*Work to complete*: Would you write out, word for word, each line of the records below from the top through the one holding "use std::fmt;"?

#####

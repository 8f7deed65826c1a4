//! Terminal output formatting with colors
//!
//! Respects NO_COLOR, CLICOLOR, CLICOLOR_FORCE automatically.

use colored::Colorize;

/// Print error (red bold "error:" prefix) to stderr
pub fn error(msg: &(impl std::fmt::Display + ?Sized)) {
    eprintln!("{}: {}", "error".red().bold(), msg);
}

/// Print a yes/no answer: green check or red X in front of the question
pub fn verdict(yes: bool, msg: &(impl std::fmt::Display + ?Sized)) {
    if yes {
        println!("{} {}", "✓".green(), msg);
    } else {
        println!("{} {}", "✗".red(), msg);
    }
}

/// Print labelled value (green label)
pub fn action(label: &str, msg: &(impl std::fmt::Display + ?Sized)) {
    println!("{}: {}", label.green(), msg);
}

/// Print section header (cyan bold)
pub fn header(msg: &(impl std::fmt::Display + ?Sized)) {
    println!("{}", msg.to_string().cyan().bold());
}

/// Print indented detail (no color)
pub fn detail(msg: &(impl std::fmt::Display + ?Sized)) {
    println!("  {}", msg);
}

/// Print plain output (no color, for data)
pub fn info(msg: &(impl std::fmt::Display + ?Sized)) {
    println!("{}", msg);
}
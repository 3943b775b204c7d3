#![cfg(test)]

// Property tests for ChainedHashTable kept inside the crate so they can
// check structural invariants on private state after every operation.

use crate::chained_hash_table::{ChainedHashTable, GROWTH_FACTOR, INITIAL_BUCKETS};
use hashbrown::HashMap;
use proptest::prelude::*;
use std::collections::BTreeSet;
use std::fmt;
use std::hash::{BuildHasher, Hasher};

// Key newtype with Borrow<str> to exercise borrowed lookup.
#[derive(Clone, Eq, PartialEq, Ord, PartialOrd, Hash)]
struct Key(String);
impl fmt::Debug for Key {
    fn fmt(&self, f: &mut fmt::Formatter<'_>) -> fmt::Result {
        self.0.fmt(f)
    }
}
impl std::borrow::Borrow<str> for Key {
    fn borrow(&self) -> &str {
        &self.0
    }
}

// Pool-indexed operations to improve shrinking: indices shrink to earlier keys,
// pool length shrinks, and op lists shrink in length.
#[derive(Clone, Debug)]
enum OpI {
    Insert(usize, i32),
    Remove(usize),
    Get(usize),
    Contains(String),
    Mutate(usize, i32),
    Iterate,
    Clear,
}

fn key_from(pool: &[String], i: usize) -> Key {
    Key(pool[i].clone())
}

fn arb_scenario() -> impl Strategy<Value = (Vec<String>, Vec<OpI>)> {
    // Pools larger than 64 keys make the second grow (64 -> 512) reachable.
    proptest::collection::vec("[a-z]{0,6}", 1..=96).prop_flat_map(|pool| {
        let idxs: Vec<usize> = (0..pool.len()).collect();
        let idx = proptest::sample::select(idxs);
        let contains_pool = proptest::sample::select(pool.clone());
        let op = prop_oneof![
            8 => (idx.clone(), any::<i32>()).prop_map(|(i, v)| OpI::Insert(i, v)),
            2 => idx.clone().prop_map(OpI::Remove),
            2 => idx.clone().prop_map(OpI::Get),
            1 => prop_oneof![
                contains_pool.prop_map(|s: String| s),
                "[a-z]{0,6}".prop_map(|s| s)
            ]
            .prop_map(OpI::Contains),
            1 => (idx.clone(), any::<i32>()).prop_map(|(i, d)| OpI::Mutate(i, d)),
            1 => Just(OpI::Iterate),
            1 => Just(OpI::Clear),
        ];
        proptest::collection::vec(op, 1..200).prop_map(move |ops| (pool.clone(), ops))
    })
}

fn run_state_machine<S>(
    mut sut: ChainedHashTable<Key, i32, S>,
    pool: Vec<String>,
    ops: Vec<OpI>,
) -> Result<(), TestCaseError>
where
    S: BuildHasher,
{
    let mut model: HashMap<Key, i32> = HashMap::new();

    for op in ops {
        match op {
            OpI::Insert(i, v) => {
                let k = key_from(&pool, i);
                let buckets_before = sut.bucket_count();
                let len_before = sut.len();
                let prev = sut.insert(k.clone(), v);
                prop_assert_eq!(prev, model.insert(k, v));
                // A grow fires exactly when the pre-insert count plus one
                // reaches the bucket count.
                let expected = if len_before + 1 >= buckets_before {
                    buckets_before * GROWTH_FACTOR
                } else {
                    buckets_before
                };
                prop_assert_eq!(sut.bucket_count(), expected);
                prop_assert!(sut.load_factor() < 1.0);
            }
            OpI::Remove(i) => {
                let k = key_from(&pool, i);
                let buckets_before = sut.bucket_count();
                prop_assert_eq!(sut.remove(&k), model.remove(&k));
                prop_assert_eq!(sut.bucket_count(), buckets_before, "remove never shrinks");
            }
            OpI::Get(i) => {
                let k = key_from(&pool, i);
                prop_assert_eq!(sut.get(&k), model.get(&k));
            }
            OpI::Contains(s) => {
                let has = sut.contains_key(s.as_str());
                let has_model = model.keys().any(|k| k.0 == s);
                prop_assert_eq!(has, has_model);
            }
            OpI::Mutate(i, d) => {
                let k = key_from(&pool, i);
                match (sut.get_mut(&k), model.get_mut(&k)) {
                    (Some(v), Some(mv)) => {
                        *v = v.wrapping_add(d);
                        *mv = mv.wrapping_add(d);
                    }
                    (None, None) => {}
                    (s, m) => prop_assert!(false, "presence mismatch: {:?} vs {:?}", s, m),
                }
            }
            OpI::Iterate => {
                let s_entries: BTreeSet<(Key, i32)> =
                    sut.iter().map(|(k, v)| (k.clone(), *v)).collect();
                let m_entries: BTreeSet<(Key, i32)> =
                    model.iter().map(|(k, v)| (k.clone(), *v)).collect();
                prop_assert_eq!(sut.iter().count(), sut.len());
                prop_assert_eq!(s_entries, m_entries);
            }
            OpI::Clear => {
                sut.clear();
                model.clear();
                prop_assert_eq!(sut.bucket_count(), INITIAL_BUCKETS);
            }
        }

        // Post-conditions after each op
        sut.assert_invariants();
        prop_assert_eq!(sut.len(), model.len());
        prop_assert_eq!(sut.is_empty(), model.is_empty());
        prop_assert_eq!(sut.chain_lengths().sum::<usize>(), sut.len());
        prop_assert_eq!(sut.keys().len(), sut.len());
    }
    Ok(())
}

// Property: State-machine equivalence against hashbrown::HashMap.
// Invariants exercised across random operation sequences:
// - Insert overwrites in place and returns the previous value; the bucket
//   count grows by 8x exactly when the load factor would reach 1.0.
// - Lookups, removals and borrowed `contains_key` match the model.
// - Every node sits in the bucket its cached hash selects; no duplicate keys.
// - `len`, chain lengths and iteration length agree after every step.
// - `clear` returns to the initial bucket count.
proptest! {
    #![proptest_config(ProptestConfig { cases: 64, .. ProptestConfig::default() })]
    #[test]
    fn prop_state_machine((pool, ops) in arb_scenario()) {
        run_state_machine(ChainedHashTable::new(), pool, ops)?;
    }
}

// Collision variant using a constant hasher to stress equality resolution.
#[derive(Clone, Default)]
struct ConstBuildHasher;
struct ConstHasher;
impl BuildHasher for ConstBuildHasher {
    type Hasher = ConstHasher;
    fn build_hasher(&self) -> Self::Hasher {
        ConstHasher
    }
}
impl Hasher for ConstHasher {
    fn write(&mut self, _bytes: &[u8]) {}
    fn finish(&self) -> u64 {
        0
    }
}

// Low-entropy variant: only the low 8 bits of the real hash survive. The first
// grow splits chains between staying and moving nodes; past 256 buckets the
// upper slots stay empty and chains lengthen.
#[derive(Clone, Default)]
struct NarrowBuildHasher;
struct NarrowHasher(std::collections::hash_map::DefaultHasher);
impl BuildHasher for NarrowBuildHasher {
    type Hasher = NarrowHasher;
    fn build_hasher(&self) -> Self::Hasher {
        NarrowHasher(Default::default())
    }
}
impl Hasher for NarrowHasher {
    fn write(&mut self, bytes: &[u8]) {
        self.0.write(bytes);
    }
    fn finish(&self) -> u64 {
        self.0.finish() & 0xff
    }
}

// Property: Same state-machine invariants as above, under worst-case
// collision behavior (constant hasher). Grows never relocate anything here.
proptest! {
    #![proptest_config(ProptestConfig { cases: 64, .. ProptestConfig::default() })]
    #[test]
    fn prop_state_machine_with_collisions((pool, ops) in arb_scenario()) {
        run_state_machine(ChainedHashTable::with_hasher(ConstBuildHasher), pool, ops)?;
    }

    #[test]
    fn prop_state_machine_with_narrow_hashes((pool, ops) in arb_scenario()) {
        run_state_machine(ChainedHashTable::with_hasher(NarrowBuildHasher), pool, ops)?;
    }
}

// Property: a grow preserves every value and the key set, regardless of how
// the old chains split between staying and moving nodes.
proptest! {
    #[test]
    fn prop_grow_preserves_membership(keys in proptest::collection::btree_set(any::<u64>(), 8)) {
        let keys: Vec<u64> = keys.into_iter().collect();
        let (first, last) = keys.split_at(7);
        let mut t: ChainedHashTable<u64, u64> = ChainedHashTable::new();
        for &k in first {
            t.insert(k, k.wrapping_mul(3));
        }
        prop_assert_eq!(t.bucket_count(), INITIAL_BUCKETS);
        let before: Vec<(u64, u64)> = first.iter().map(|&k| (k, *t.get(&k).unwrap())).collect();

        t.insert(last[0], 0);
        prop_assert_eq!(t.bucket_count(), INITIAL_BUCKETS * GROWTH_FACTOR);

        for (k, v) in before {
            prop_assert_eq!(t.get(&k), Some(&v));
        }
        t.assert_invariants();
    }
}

#####

*Result for this task*:
repository 8f7deed65826c1a4
//! Terminal output formatting with colors
//!
//! Respects NO_COLOR, CLICOLOR, CLICOLOR_FORCE automatically.

use colored::Colorize;

/// Print error (red bold "error:" prefix) to stderr
pub fn error(msg: &(impl std::fmt::Display + ?Sized)) {
    eprintln!("{}: {}", "error".red().bold(), msg);
}

/// Print a yes/no answer: green check or red X in front of the question
pub fn verdict(yes: bool, msg: &(impl std::fmt::Display + ?Sized)) {
    if yes {
        println!("{} {}", "✓".green(), msg);
    } else {
        println!("{} {}", "✗".red(), msg);
    }
}

/// Print labelled value (green label)
pub fn action(label: &str, msg: &(impl std::fmt::Display + ?Sized)) {
    println!("{}: {}", label.green(), msg);
}

/// Print section header (cyan bold)
pub fn header(msg: &(impl std::fmt::Display + ?Sized)) {
    println!("{}", msg.to_string().cyan().bold());
}

/// Print indented detail (no color)
pub fn detail(msg: &(impl std::fmt::Display + ?Sized)) {
    println!("  {}", msg);
}

/// Print plain output (no color, for data)
pub fn info(msg: &(impl std::fmt::Display + ?Sized)) {
    println!("{}", msg);
}
repository 3943b775b204c7d3
#![cfg(test)]

// Property tests for ChainedHashTable kept inside the crate so they can
// check structural invariants on private state after every operation.

use crate::chained_hash_table::{ChainedHashTable, GROWTH_FACTOR, INITIAL_BUCKETS};
use hashbrown::HashMap;
use proptest::prelude::*;
use std::collections::BTreeSet;
use std::fmt;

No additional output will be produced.